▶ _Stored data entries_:

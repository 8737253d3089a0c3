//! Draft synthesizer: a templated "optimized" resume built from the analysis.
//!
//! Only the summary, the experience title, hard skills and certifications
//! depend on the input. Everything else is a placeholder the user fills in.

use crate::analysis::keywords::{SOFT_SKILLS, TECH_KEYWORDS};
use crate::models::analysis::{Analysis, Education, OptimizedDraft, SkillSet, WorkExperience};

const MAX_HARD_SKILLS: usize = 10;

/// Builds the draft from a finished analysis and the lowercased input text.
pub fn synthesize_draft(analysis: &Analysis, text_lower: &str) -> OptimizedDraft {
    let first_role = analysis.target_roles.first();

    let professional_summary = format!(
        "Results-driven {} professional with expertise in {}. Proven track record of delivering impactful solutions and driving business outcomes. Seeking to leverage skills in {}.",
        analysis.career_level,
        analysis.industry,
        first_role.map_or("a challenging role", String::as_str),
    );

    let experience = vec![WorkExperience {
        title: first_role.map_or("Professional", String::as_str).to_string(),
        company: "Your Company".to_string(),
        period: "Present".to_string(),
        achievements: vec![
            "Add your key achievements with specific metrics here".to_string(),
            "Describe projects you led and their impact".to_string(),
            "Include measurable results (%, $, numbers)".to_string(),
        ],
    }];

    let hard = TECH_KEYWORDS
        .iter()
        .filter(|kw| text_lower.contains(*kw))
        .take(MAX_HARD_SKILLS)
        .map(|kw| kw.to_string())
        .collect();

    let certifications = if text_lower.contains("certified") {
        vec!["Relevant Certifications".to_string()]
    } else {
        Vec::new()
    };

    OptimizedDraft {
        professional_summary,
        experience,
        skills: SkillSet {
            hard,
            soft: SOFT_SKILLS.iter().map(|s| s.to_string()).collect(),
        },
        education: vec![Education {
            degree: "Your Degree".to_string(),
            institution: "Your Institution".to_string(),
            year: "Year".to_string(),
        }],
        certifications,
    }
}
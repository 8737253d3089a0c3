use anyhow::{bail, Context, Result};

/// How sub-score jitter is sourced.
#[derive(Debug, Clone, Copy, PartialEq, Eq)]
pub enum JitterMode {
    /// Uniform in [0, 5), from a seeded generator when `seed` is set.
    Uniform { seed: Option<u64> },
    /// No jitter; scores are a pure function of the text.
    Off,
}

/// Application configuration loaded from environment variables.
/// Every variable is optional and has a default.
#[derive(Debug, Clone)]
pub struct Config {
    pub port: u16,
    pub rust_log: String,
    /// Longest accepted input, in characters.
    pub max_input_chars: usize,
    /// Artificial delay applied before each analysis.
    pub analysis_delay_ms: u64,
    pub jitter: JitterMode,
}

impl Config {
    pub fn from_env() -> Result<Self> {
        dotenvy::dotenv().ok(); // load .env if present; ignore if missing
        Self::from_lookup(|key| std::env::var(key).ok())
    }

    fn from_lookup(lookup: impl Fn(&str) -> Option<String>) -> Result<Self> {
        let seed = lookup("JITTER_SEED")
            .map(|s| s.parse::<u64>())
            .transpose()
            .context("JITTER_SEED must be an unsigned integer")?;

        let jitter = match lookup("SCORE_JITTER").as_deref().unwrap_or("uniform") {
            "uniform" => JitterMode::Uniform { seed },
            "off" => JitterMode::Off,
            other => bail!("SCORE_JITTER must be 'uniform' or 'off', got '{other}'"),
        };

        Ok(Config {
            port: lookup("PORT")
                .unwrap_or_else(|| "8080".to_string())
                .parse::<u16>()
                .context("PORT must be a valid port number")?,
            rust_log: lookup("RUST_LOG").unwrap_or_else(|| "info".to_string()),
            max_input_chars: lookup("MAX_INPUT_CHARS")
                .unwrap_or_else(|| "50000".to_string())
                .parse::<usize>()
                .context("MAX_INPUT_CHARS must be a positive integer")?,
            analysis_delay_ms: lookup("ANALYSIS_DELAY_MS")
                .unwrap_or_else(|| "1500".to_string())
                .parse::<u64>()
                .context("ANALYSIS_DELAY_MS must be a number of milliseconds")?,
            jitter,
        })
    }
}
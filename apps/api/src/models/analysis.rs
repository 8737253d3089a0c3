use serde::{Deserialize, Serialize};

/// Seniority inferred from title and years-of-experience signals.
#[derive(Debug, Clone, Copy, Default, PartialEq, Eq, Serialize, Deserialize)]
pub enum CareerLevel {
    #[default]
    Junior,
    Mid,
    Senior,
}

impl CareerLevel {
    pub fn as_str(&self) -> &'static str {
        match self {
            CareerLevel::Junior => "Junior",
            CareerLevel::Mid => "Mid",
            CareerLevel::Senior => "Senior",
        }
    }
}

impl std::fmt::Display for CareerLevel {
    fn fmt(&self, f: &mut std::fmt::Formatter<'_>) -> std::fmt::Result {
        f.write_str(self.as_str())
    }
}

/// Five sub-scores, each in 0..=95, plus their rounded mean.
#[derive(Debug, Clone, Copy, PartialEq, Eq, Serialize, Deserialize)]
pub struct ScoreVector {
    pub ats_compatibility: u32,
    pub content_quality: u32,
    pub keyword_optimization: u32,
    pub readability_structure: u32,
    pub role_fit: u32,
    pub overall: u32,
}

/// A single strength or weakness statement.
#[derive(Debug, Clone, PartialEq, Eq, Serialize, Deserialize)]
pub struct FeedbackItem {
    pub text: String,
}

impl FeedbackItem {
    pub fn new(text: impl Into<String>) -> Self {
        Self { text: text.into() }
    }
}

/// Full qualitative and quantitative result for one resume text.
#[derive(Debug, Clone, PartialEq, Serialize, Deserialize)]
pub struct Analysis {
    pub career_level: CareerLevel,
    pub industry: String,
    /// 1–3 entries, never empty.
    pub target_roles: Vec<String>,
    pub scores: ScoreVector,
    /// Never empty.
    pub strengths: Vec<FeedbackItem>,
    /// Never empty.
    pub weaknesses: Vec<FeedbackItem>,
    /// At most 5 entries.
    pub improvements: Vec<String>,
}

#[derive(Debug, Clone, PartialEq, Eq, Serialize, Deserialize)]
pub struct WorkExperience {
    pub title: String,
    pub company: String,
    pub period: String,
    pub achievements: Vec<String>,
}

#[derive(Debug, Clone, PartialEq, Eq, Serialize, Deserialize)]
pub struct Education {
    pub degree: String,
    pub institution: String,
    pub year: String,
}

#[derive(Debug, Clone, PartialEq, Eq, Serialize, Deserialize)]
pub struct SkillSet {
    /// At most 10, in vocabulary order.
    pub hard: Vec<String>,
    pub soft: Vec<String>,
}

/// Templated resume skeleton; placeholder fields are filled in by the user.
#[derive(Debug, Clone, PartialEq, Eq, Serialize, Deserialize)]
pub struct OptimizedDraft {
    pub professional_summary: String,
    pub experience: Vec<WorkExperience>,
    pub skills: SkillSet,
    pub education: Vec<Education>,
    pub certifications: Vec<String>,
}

▶ _Exercise details_: Check each line of the records for the word "CareerLevel", and show the lines that contain it.

▶ _Exercise solution_:
pub enum CareerLevel {
impl CareerLevel {
            CareerLevel::Junior => "Junior",
            CareerLevel::Mid => "Mid",
            CareerLevel::Senior => "Senior",
impl std::fmt::Display for CareerLevel {
    pub career_level: CareerLevel,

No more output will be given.